_Brief_
Retype exactly the lines that run from the start of the data to the line holding "winsweep clean --dry-run", including both, and only those.
*** Opening Excerpted records ***
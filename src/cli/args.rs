use clap::{Parser, Subcommand, ValueEnum};

/// winsweep — a category-driven disk cleanup utility
#[derive(Parser, Debug)]
#[command(
    name = "winsweep",
    version,
    about = "A category-driven disk cleanup utility",
    long_about = "winsweep analyzes well-known temp and cache locations by category\n\
                   (system temp, browser caches, developer tool caches, ...) and\n\
                   removes what you select. Dry-run first, delete when sure.",
    after_help = "EXAMPLES:\n  \
        winsweep list                            Show all categories with risk levels\n  \
        winsweep analyze                         Measure every category\n  \
        winsweep analyze chrome_cache,npm_cache  Measure specific categories\n  \
        winsweep clean --dry-run                 Preview what selection would remove\n  \
        winsweep clean --yes                     Clean the selected categories\n  \
        winsweep clean windows_temp --secure     Overwrite before deleting\n  \
        winsweep select add chrome_cache         Add a category to the selection\n  \
        winsweep exclude add '*.lock'            Never touch lock files\n  \
        winsweep config set min_file_age_days 7  Only remove files older than a week"
)]
pub struct Cli {
    #[command(subcommand)]
    pub command: Commands,

    /// Output format (defaults to the configured preference)
    #[arg(long, global = true)]
    pub format: Option<OutputFormat>,

    /// Disable colored output
    #[arg(long, global = true)]
    pub no_color: bool,

    /// Verbose output
    #[arg(long, short, global = true)]
    pub verbose: bool,

    /// Quiet mode — minimal output
    #[arg(long, short, global = true)]
    pub quiet: bool,
}

#[derive(Subcommand, Debug)]
pub enum Commands {
    /// List available categories
    List {
        /// Only show one group (windows, browsers, apps, dev, system, custom)
        #[arg(long)]
        group: Option<String>,
    },

    /// Measure how much each category would free
    Analyze {
        /// Comma-separated category ids (default: all categories)
        #[arg(value_delimiter = ',')]
        categories: Vec<String>,

        /// Show individual files in results
        #[arg(long)]
        detailed: bool,
    },

    /// Remove the files a category matches
    Clean {
        /// Comma-separated category ids (default: the saved selection)
        #[arg(value_delimiter = ',')]
        categories: Vec<String>,

        /// Clean every category in the registry
        #[arg(long, conflicts_with = "categories")]
        all: bool,

        /// Drop everything above the safe risk level from this pass
        #[arg(long)]
        safe_only: bool,

        /// Show what would be removed without touching anything
        #[arg(long)]
        dry_run: bool,

        /// Skip confirmation prompt
        #[arg(long, short = 'y')]
        yes: bool,

        /// Overwrite file contents before removal
        #[arg(long)]
        secure: bool,

        /// Clear the read-only attribute instead of skipping the file
        #[arg(long)]
        delete_read_only: bool,

        /// Only remove files older than this many days (overrides config)
        #[arg(long, value_name = "DAYS")]
        min_age: Option<u32>,
    },

    /// Manage the saved category selection
    Select {
        #[command(subcommand)]
        action: SelectAction,
    },

    /// Manage exclusion patterns
    Exclude {
        #[command(subcommand)]
        action: ExcludeAction,
    },

    /// Manage configuration
    Config {
        #[command(subcommand)]
        action: ConfigAction,
    },

    /// Generate shell completions
    Completions {
        /// Shell to generate completions for
        #[arg(value_enum)]
        shell: CompletionShell,
    },
}

#[derive(Subcommand, Debug)]
pub enum SelectAction {
    /// Add category ids to the selection
    Add {
        /// Comma-separated category ids
        #[arg(value_delimiter = ',', required = true)]
        ids: Vec<String>,
    },

    /// Remove category ids from the selection
    Remove {
        /// Comma-separated category ids
        #[arg(value_delimiter = ',', required = true)]
        ids: Vec<String>,
    },

    /// Select every category in a group
    Group {
        /// Group name (windows, browsers, apps, dev, system, custom)
        name: String,
    },

    /// Select every safe-risk category
    Safe,

    /// Select every category
    All,

    /// Show the current selection
    Show,

    /// Clear the selection
    Clear,
}

#[derive(Subcommand, Debug)]
pub enum ExcludeAction {
    /// Add an exclusion pattern (case-insensitive wildcard on the full path)
    Add {
        /// Pattern, e.g. '*important*' or '*.lock'
        pattern: String,
    },

    /// Remove an exclusion pattern
    Remove {
        /// Exact pattern to remove
        pattern: String,
    },

    /// List exclusion patterns
    List,
}

#[derive(Subcommand, Debug)]
pub enum ConfigAction {
    /// Show current configuration
    Show,

    /// Set a configuration value
    Set {
        /// Configuration key
        key: String,
        /// Configuration value
        value: String,
    },

    /// Reset to default configuration
    Reset,

    /// Initialize winsweep directories and default config
    Init,
}

#[derive(Debug, Clone, ValueEnum)]
pub enum OutputFormat {
    Human,
    Json,
    Quiet,
}

#[derive(Debug, Clone, ValueEnum)]
pub enum CompletionShell {
    Bash,
    Zsh,
    Fish,
    Powershell,
}
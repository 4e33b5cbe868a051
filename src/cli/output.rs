use colored::*;

use crate::cleaner::CleanSummary;
use crate::common::config::Config;
use crate::common::format::{self, format_risk, format_size, format_size_colored};
use crate::registry::{Category, CategoryKind, Group};
use crate::scanner::AnalyzeResults;

// ─── Category list ────────────────────────────────────────────────────────────

/// Print the category registry grouped by section
pub fn print_category_list(categories: &[&Category], config: &Config) {
    println!();
    println!("{}  winsweep Categories", "🧹");
    println!("{}", "─".repeat(60).dimmed());

    let groups = [
        Group::Windows,
        Group::Browsers,
        Group::Applications,
        Group::Development,
        Group::System,
        Group::Custom,
    ];

    for group in groups {
        let members: Vec<&&Category> = categories.iter().filter(|c| c.group == group).collect();
        if members.is_empty() {
            continue;
        }

        println!();
        println!("  {}", group.to_string().bold());
        for cat in members {
            let marker = if config.is_selected(&cat.id) {
                "✓".green()
            } else {
                "·".dimmed()
            };
            let admin = if cat.requires_admin {
                " 🔒".to_string()
            } else {
                String::new()
            };
            println!(
                "    {} {:<24} [{}]{}  {}",
                marker,
                cat.id.cyan(),
                format_risk(&cat.risk),
                admin,
                cat.description.dimmed()
            );
        }
    }

    println!();
    println!(
        "  {} selected  •  {} exclusion patterns  •  🔒 needs admin",
        config.selected.len(),
        config.exclusions.len()
    );
    println!();
}

pub fn print_category_list_json(categories: &[&Category], config: &Config) {
    let json: Vec<_> = categories
        .iter()
        .map(|c| {
            serde_json::json!({
                "id": c.id,
                "name": c.name,
                "description": c.description,
                "group": c.group.to_string(),
                "risk": c.risk.to_string(),
                "requires_admin": c.requires_admin,
                "selected": config.is_selected(&c.id),
            })
        })
        .collect();
    println!(
        "{}",
        serde_json::to_string_pretty(&json).unwrap_or_else(|_| "[]".into())
    );
}

// ─── Analysis ─────────────────────────────────────────────────────────────────

/// Print analysis results in human-readable format
pub fn print_analyze_results(results: &AnalyzeResults, detailed: bool) {
    println!();
    println!("{}  winsweep Analysis", "🔍");
    println!("{}", "─".repeat(60).dimmed());
    println!(
        "  Analyzed in {}  •  {} reclaimable  •  {}",
        format::format_duration(results.duration_secs).cyan(),
        format_size_colored(results.total_bytes),
        format::format_count(results.total_files).dimmed()
    );
    println!("{}", "─".repeat(60).dimmed());
    println!();

    if results.cancelled {
        println!("  {} Analysis was cancelled — results are partial.", "⚠".yellow());
        println!();
    }

    let mut any = false;
    for report in &results.reports {
        if report.kind != CategoryKind::Files {
            println!(
                "    {:<28} {:>10}  [{}]",
                report.name,
                "action".dimmed(),
                format_risk(&report.risk)
            );
            any = true;
            continue;
        }
        if report.file_count == 0 {
            continue;
        }
        any = true;

        let admin = if report.requires_admin { " 🔒" } else { "" };
        println!(
            "    {:<28} {:>10}  {:>8} files  [{}]{}",
            report.name,
            format_size_colored(report.size_bytes),
            report.file_count,
            format_risk(&report.risk),
            admin
        );

        if detailed {
            for file in report.files.iter().take(10) {
                println!(
                    "        {} {} ({})",
                    "•".dimmed(),
                    format::format_path(&file.path).dimmed(),
                    format_size(file.size_bytes).dimmed()
                );
            }
            if report.files.len() > 10 {
                println!(
                    "        {} ... and {} more",
                    "•".dimmed(),
                    report.files.len() - 10
                );
            }
        }
    }

    if !any {
        println!("  {} Nothing to clean!", "✨");
    }

    let errors: usize = results.reports.iter().map(|r| r.errors.len()).sum();
    if errors > 0 {
        println!();
        println!("  {} {} locations could not be read", "⚠".yellow(), errors);
    }
    println!();
}

pub fn print_analyze_json(results: &AnalyzeResults) {
    match serde_json::to_string_pretty(results) {
        Ok(s) => println!("{}", s),
        Err(e) => eprintln!("Error: {}", e),
    }
}

pub fn print_analyze_quiet(results: &AnalyzeResults) {
    println!(
        "{}  {}",
        format_size(results.total_bytes),
        results.total_files
    );
}

// ─── Clean ────────────────────────────────────────────────────────────────────

/// Print the outcome of a clean pass
pub fn print_clean_summary(summary: &CleanSummary, dry_run: bool) {
    println!();
    if dry_run {
        println!(
            "  {} Dry run — would remove {} ({}). No files modified.",
            "ℹ️",
            format::format_count(summary.total_files),
            format_size(summary.total_bytes)
        );
    } else {
        println!(
            "  {} Removed {} — freed {}",
            "✓".green(),
            format::format_count(summary.total_files),
            format_size_colored(summary.total_bytes)
        );
    }

    for outcome in &summary.outcomes {
        if let Some(ref message) = outcome.action {
            println!("    {} {}: {}", "•".dimmed(), outcome.name, message);
        }
        if outcome.dirs_pruned > 0 {
            println!(
                "    {} {}: pruned {} empty directories",
                "•".dimmed(),
                outcome.name,
                outcome.dirs_pruned
            );
        }
        if outcome.files_skipped > 0 {
            println!(
                "    {} {}: {} read-only files left in place",
                "•".dimmed(),
                outcome.name,
                outcome.files_skipped
            );
        }
    }

    if !summary.skipped_admin.is_empty() {
        println!(
            "  {} Skipped (needs admin): {}",
            "⚠".yellow(),
            summary.skipped_admin.join(", ")
        );
    }

    let any_errors = summary.outcomes.iter().any(|o| !o.errors.is_empty());
    if summary.total_failed > 0 || any_errors {
        if summary.total_failed > 0 {
            println!(
                "  {} {} files could not be removed:",
                "⚠".yellow(),
                summary.total_failed
            );
        }
        for outcome in &summary.outcomes {
            for err in outcome.errors.iter().take(5) {
                println!("    {} {}", "✗".red(), err);
            }
        }
    }

    if summary.cancelled {
        println!("  {} Cancelled before finishing.", "⚠".yellow());
    }
    println!();
}

pub fn print_clean_json(summary: &CleanSummary) {
    match serde_json::to_string_pretty(summary) {
        Ok(s) => println!("{}", s),
        Err(e) => eprintln!("Error: {}", e),
    }
}

pub fn print_clean_quiet(summary: &CleanSummary) {
    println!(
        "{}  {}  {}",
        format_size(summary.total_bytes),
        summary.total_files,
        summary.total_failed
    );
}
*** Closing Excerpted records ***
_Expected output_
filename src/cli/args.rs
use clap::{Parser, Subcommand, ValueEnum};

/// winsweep — a category-driven disk cleanup utility
#[derive(Parser, Debug)]
#[command(
    name = "winsweep",
    version,
    about = "A category-driven disk cleanup utility",
    long_about = "winsweep analyzes well-known temp and cache locations by category\n\
                   (system temp, browser caches, developer tool caches, ...) and\n\
                   removes what you select. Dry-run first, delete when sure.",
    after_help = "EXAMPLES:\n  \
        winsweep list                            Show all categories with risk levels\n  \
        winsweep analyze                         Measure every category\n  \
        winsweep analyze chrome_cache,npm_cache  Measure specific categories\n  \
        winsweep clean --dry-run                 Preview what selection would remove\n  \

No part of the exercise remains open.